The prospectors of 1849 (and later) became known as forty-niners. Many traveled to 
California by land. Since these were pre-railroad days, people coming from Canada, 
Mexico, and the eastern United States faced a six to nine month journey. Nonetheless, at 
least 32,000 actually walked to California in 1849, and about 44,000 more arrived in 
1850. Others, such as South Americans, faced an arduous journey by sea. They suffered 
storms, shipwrecks, hunger and thirst, disease, and overcrowding. After that, some still 
faced mule rides through jungles and deserts! Still, in less than a year, about 40,000 
people arrived in San Francisco from overseas.  
The new arrivals constituted a dramatic change in California’s population. In 1848, 
California had been home to approximately 100,000 people, most of whom were Native 
Americans. Within two years the state population more than doubled, and it now housed 
people from many more backgrounds. 
People set up mining camps in promising areas, and named them spirited names like 
Hell's Delight and Hangtown. Some people found golden fortune in the California 
riverbeds. Lucky forty-niners panned flakes and nuggets worth a fortune. 
However, most people did not become wealthy in the Gold Rush. When gold was found, 
the cache was usually cleared quickly by just a few. James Marshall had little success as 
a miner, and he died impoverished. John Sutter, who had once owned 39,000 acres, left 
California in heavy debt after miners trampled his land. 

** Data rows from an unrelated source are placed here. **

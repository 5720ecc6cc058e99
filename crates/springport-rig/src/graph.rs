//! Read-only scene graph interface.
//!
//! The converter never walks nodes directly; everything it needs from a
//! hierarchy goes through [`SceneGraph`]. Only the four structural accessors
//! are required, the path and world-space helpers are derived from them.

use glam::{Quat, Vec3};

use crate::scene::{LocalTransform, NodeId};

/// A tree of named nodes with local transforms.
pub trait SceneGraph {
    /// Returns the node's name.
    fn name(&self, id: NodeId) -> &str;

    /// Returns the node's parent, or `None` for the root.
    fn parent(&self, id: NodeId) -> Option<NodeId>;

    /// Returns the node's children in order.
    fn children(&self, id: NodeId) -> &[NodeId];

    /// Returns the node's transform relative to its parent.
    fn local_transform(&self, id: NodeId) -> &LocalTransform;

    /// Iterates from `id` (inclusive) up to the root.
    fn ancestors(&self, id: NodeId) -> Ancestors<'_, Self> {
        Ancestors {
            graph: self,
            next: Some(id),
        }
    }

    /// Returns true if `ancestor` is `id` itself or lies above it.
    fn is_descendant_of(&self, id: NodeId, ancestor: NodeId) -> bool {
        self.ancestors(id).any(|node| node == ancestor)
    }

    /// Returns the slash-separated names from below `root` down to `id`.
    ///
    /// The path of `root` relative to itself is the empty string. Returns
    /// `None` if `id` is not under `root`.
    fn path_relative_to(&self, id: NodeId, root: NodeId) -> Option<String> {
        let mut names = Vec::new();
        for node in self.ancestors(id) {
            if node == root {
                names.reverse();
                return Some(names.join("/"));
            }
            names.push(self.name(node));
        }
        None
    }

    /// Follows `path` down from `from`, taking the first child with a matching
    /// name at each segment.
    fn find_path(&self, from: NodeId, path: &str) -> Option<NodeId> {
        if path.is_empty() {
            return Some(from);
        }
        path.split('/').try_fold(from, |node, segment| {
            self.children(node)
                .iter()
                .copied()
                .find(|&child| self.name(child) == segment)
        })
    }

    /// Returns `id` and everything below it in pre-order.
    fn descendants(&self, id: NodeId) -> Vec<NodeId> {
        let mut result = Vec::new();
        let mut stack = vec![id];
        while let Some(node) = stack.pop() {
            result.push(node);
            stack.extend(self.children(node).iter().rev().copied());
        }
        result
    }

    /// Accumulated scale from the root down to `id`.
    ///
    /// Rotation skew is ignored, so the result is exact only when every
    /// ancestor is uniformly scaled or unrotated.
    fn lossy_scale(&self, id: NodeId) -> Vec3 {
        self.ancestors(id)
            .fold(Vec3::ONE, |scale, node| scale * self.local_transform(node).scale)
    }

    /// Rotation of `id` in world space.
    fn world_rotation(&self, id: NodeId) -> Quat {
        world_frame(self, id).1
    }

    /// Position of `id` in world space.
    fn world_position(&self, id: NodeId) -> Vec3 {
        world_frame(self, id).0
    }

    /// The node's local +Y axis in world space.
    fn world_up(&self, id: NodeId) -> Vec3 {
        self.world_rotation(id) * Vec3::Y
    }
}

/// Iterator over a node and its ancestors, nearest first.
pub struct Ancestors<'a, G: ?Sized> {
    graph: &'a G,
    next: Option<NodeId>,
}

impl<'a, G: SceneGraph + ?Sized> Iterator for Ancestors<'a, G> {
    type Item = NodeId;

    fn next(&mut self) -> Option<NodeId> {
        let current = self.next?;
        self.next = self.graph.parent(current);
        Some(current)
    }
}

/// Composes local transforms from the root down, returning world position,
/// rotation, and lossy scale.
fn world_frame<G: SceneGraph + ?Sized>(graph: &G, id: NodeId) -> (Vec3, Quat, Vec3) {
    let chain: Vec<NodeId> = graph.ancestors(id).collect();
    chain.iter().rev().fold(
        (Vec3::ZERO, Quat::IDENTITY, Vec3::ONE),
        |(position, rotation, scale), &node| {
            let local = graph.local_transform(node);
            (
                position + rotation * (scale * local.position),
                rotation * local.rotation,
                scale * local.scale,
            )
        },
    )
}

#[cfg(test)]
mod tests {
    use super::*;
    use crate::scene::Scene;
    use std::f32::consts::FRAC_PI_2;

    fn sample() -> (Scene, NodeId, NodeId, NodeId) {
        let mut scene = Scene::new("Root");
        let hips = scene.add_child(
            scene.root(),
            "Hips",
            LocalTransform::from_position(Vec3::new(0.0, 1.0, 0.0)),
        );
        let spine = scene.add_child(hips, "Spine", LocalTransform::default());
        let hair = scene.add_child(spine, "Hair", LocalTransform::default());
        (scene, hips, spine, hair)
    }

    #[test]
    fn test_path_relative_to() {
        let (scene, hips, spine, hair) = sample();
        assert_eq!(
            scene.path_relative_to(hair, scene.root()).as_deref(),
            Some("Hips/Spine/Hair")
        );
        assert_eq!(scene.path_relative_to(hair, spine).as_deref(), Some("Hair"));
        assert_eq!(scene.path_relative_to(hips, hips).as_deref(), Some(""));
        assert_eq!(scene.path_relative_to(hips, hair), None);
    }

    #[test]
    fn test_find_path() {
        let (scene, hips, _, hair) = sample();
        assert_eq!(scene.find_path(scene.root(), "Hips/Spine/Hair"), Some(hair));
        assert_eq!(scene.find_path(hips, ""), Some(hips));
        assert_eq!(scene.find_path(scene.root(), "Hips/Chest"), None);
    }

    #[test]
    fn test_is_descendant_of_is_inclusive() {
        let (scene, hips, spine, _) = sample();
        assert!(scene.is_descendant_of(spine, hips));
        assert!(scene.is_descendant_of(hips, hips));
        assert!(!scene.is_descendant_of(hips, spine));
    }

    #[test]
    fn test_descendants_pre_order() {
        let (mut scene, hips, spine, hair) = sample();
        let leg = scene.add_child(hips, "UpperLeg", LocalTransform::default());
        assert_eq!(scene.descendants(hips), vec![hips, spine, hair, leg]);
    }

    #[test]
    fn test_world_frame_composes_scale_and_rotation() {
        let mut scene = Scene::new("Root");
        let root = scene.root();
        scene.node_mut(root).transform.scale = Vec3::splat(2.0);
        let arm = scene.add_child(
            root,
            "Arm",
            LocalTransform::new(
                Vec3::new(1.0, 0.0, 0.0),
                Quat::from_rotation_z(FRAC_PI_2),
                Vec3::ONE,
            ),
        );
        let hand = scene.add_child(arm, "Hand", LocalTransform::from_position(Vec3::X));

        assert!((scene.lossy_scale(hand) - Vec3::splat(2.0)).length() < 1e-6);
        // Arm sits at (2, 0, 0); its +X now points along world +Y.
        assert!((scene.world_position(hand) - Vec3::new(2.0, 2.0, 0.0)).length() < 1e-5);
        assert!((scene.world_up(arm) - Vec3::new(-1.0, 0.0, 0.0)).length() < 1e-5);
    }
}
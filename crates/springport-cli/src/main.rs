//! springport CLI - Command-line interface for spring-bone conversion
//!
//! This binary converts physics-bone rigs stored in avatar documents into
//! spring-bone rigs and inspects avatar documents.

mod cli_args;

use clap::Parser;
use std::process::ExitCode;

use cli_args::{Cli, Commands};
use springport_cli::commands;
use springport_cli::commands::convert::ConvertArgs;

fn main() -> ExitCode {
    let cli = Cli::parse();

    let result = match cli.command {
        Commands::Convert {
            source,
            destination,
            output,
            overwrite,
            ignore_colliders,
            parameters,
            report,
            json,
        } => commands::convert::run(&ConvertArgs {
            source: &source,
            destination: destination.as_deref(),
            output: output.as_deref(),
            overwrite: &overwrite,
            ignore_colliders,
            parameters: parameters.as_deref(),
            report: report.as_deref(),
            json,
        }),
        Commands::Inspect { avatar, json } => commands::inspect::run(&avatar, json),
    };

    match result {
        Ok(code) => code,
        Err(e) => {
            eprintln!("{}: {}", colored::Colorize::red("error"), e);
            ExitCode::from(1)
        }
    }
}
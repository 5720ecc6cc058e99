//! CLI command implementations

pub mod convert;
pub mod inspect;
pub mod json_output;
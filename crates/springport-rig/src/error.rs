//! Error types for rig construction and loading.

use thiserror::Error;

use crate::humanoid::HumanoidBone;
use crate::scene::NodeId;

/// Top-level error type for rig operations.
#[derive(Debug, Error)]
pub enum RigError {
    /// A scene document contained no nodes.
    #[error("scene has no root node")]
    EmptyScene,

    /// A node's parent index does not precede it, or the root has a parent.
    #[error("node {node} has invalid parent {parent:?}")]
    InvalidParent {
        /// The offending node.
        node: NodeId,
        /// The parent it declared.
        parent: Option<NodeId>,
    },

    /// A node id does not exist in the scene it was used with.
    #[error("unknown node {0}")]
    UnknownNode(NodeId),

    /// Two humanoid bones were mapped to the same node.
    #[error("node {node} is already mapped to {existing}, cannot map it to {bone}")]
    DuplicateSkeletonNode {
        /// The bone being inserted.
        bone: HumanoidBone,
        /// The node both bones point at.
        node: NodeId,
        /// The bone already mapped to the node.
        existing: HumanoidBone,
    },

    /// JSON parsing error.
    #[error("JSON parse error: {0}")]
    JsonParse(#[from] serde_json::Error),

    /// I/O error.
    #[error("I/O error: {0}")]
    Io(#[from] std::io::Error),
}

Some people profited not from mining, but from charging miners for supplies and 
services. With some wealthy miners around, businesspeople could earn $2 for a pound of 
sugar, or $25 for a home-cooked meal! And when the gold ran out, many miners 
remained in California to form businesses too, or to farm the new state’s fertile valleys. 
By 1856, San Francisco boasted a cosmopolitan population of over 50,000 people. 
California had become the most exciting state in the nation.